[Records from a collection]
════════════════════

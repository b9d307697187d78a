use std::io::{self, BufRead, Write};

use anyhow::{bail, Context, Result};
use tracing::{info, warn};

use crate::search::{Search, SearchConfig};
use crate::state::GameState;

pub struct UciHandler {
    state: GameState,
    search: Search,
    default_depth: u32,
}

impl UciHandler {
    pub fn new(config: SearchConfig) -> Self {
        UciHandler {
            state: GameState::new(),
            default_depth: config.depth,
            search: Search::new(config),
        }
    }

    pub fn state(&self) -> &GameState {
        &self.state
    }

    pub fn run(&mut self) -> Result<()> {
        let stdin = io::stdin();
        let stdout = io::stdout();
        self.run_with(stdin.lock(), stdout.lock())
    }

    /// Reads commands line by line until `quit` or end of input. A bad
    /// command is logged and skipped; only I/O failures end the loop early.
    pub fn run_with<R: BufRead, W: Write>(&mut self, mut reader: R, mut writer: W) -> Result<()> {
        let mut line = String::new();
        loop {
            line.clear();
            if reader.read_line(&mut line).context("reading command")? == 0 {
                break;
            }
            let command = line.trim();
            if command == "quit" {
                break;
            }
            match self.handle_command(command) {
                Ok(response) => {
                    writer.write_all(response.as_bytes())?;
                    writer.flush()?;
                }
                Err(err) => warn!("{:#}", err),
            }
        }
        info!("uci loop finished");
        Ok(())
    }

    pub fn handle_command(&mut self, command: &str) -> Result<String> {
        let parts: Vec<&str> = command.split_whitespace().collect();
        if parts.is_empty() {
            return Ok(String::new());
        }

        match parts[0] {
            "uci" => Ok(self.handle_uci()),
            "isready" => Ok("readyok\n".to_string()),
            "ucinewgame" => Ok(self.handle_ucinewgame()),
            "position" => self.handle_position(&parts[1..]),
            "go" => self.handle_go(&parts[1..]),
            "d" => Ok(self.handle_display()),
            other => {
                warn!("unknown command: {}", other);
                Ok(String::new())
            }
        }
    }

    fn handle_uci(&self) -> String {
        format!(
            "id name Salmon Chess {}\nid author Salmon Chess developers\nuciok\n",
            env!("CARGO_PKG_VERSION")
        )
    }

    fn handle_ucinewgame(&mut self) -> String {
        self.state = GameState::new();
        String::new()
    }

    /// `position startpos [moves ...]` or `position fen <fields> [moves ...]`.
    /// The current position is only replaced once every move has applied.
    fn handle_position(&mut self, parts: &[&str]) -> Result<String> {
        let moves_at = parts.iter().position(|&part| part == "moves");
        let (setup, moves) = match moves_at {
            Some(i) => (&parts[..i], &parts[i + 1..]),
            None => (parts, &parts[parts.len()..]),
        };

        let mut state = match setup.first() {
            Some(&"startpos") => GameState::new(),
            Some(&"fen") => {
                let fen = setup[1..].join(" ");
                GameState::from_fen(&fen).with_context(|| format!("position fen {}", fen))?
            }
            _ => bail!("position needs startpos or fen"),
        };

        for notation in moves {
            let mv = state
                .find_move(notation)
                .with_context(|| format!("applying {} in position {}", notation, state.get_fen()))?;
            state.make_move(mv);
        }

        self.state = state;
        Ok(String::new())
    }

    fn handle_go(&mut self, parts: &[&str]) -> Result<String> {
        let mut depth = self.default_depth;
        for i in 0..parts.len() {
            if parts[i] == "depth" {
                let value = parts.get(i + 1).context("go depth needs a value")?;
                depth = value
                    .parse::<u32>()
                    .with_context(|| format!("invalid depth {}", value))?;
            }
        }

        self.search.set_max_depth(depth);
        let valid_moves = self.state.get_valid_moves();
        let result = self.search.search(&mut self.state, &valid_moves);
        self.search.set_max_depth(self.default_depth);

        let mut response = format!(
            "info depth {} score cp {} nodes {}\n",
            depth.max(1),
            result.score,
            result.nodes
        );
        match result.best_move {
            Some(mv) => response.push_str(&format!("bestmove {}\n", mv.uci_notation())),
            None => response.push_str("bestmove (none)\n"),
        }
        Ok(response)
    }

    fn handle_display(&self) -> String {
        format!("{}\nFen: {}\n", self.state.board(), self.state.get_fen())
    }
}

#[cfg(test)]
mod tests {
    use super::*;

    fn handler() -> UciHandler {
        UciHandler::new(SearchConfig {
            depth: 2,
            shuffle_moves: false,
            seed: Some(0),
        })
    }

    #[test]
    fn test_uci_handshake() {
        let mut uci = handler();
        let response = uci.handle_command("uci").unwrap();
        assert!(response.starts_with("id name Salmon Chess"));
        assert!(response.ends_with("uciok\n"));
        assert_eq!(uci.handle_command("isready").unwrap(), "readyok\n");
        assert_eq!(uci.handle_command("").unwrap(), "");
    }

    #[test]
    fn test_position_startpos_with_moves() {
        let mut uci = handler();
        uci.handle_command("position startpos moves e2e4 e7e5 g1f3").unwrap();
        assert_eq!(uci.state().move_log().len(), 3);
        assert_eq!(
            uci.state().get_fen(),
            "rnbqkbnr/pppp1ppp/8/4p3/4P3/5N2/PPPP1PPP/RNBQKB1R b KQkq - 0 1"
        );
    }

    #[test]
    fn test_position_fen() {
        let mut uci = handler();
        uci.handle_command("position fen 6k1/5ppp/8/8/8/8/8/R5K1 w - - 0 1").unwrap();
        assert_eq!(uci.state().board().fen_placement(), "6k1/5ppp/8/8/8/8/8/R5K1");
    }

    #[test]
    fn test_bad_position_keeps_previous_state() {
        let mut uci = handler();
        uci.handle_command("position startpos moves e2e4").unwrap();
        assert!(uci.handle_command("position startpos moves e2e4 e2e4").is_err());
        assert!(uci.handle_command("position fen not/a/fen w").is_err());
        assert!(uci.handle_command("position").is_err());
        assert_eq!(uci.state().move_log().len(), 1);
    }

    #[test]
    fn test_go_finds_mate() {
        let mut uci = handler();
        uci.handle_command("position fen 6k1/5ppp/8/8/8/8/8/R5K1 w - -").unwrap();
        let response = uci.handle_command("go depth 2").unwrap();
        assert!(response.contains("score cp 100000"));
        assert!(response.ends_with("bestmove a1a8\n"));
        assert!(uci.handle_command("go depth x").is_err());
    }

    #[test]
    fn test_go_when_mated() {
        let mut uci = handler();
        uci.handle_command("position fen R5k1/5ppp/8/8/8/8/8/6K1 b - -").unwrap();
        let response = uci.handle_command("go").unwrap();
        assert!(response.ends_with("bestmove (none)\n"));
    }

    #[test]
    fn test_promotion_move_format() {
        let mut uci = handler();
        uci.handle_command("position fen 7k/P7/8/8/8/8/8/K7 w - -").unwrap();
        let response = uci.handle_command("go depth 1").unwrap();
        assert!(response.ends_with("bestmove a7a8q\n"));
    }

    #[test]
    fn test_run_loop() {
        let mut uci = handler();
        let input = "uci\nisready\nbogus\nposition startpos moves e2e4\nd\nquit\nisready\n";
        let mut output = Vec::new();
        uci.run_with(input.as_bytes(), &mut output).unwrap();
        let output = String::from_utf8(output).unwrap();
        assert!(output.contains("uciok\n"));
        assert_eq!(output.matches("readyok").count(), 1);
        assert!(output.contains("Fen: rnbqkbnr/pppppppp/8/8/4P3/8/PPPP1PPP/RNBQKBNR b KQkq - 0 1"));
    }
}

════════════════════

■ **DIRECTIONS FOR THIS TASK**
Tally the lines above that hold "KQkq" and write the result as a lone number.

■ **WRITTEN RESPONSE**
2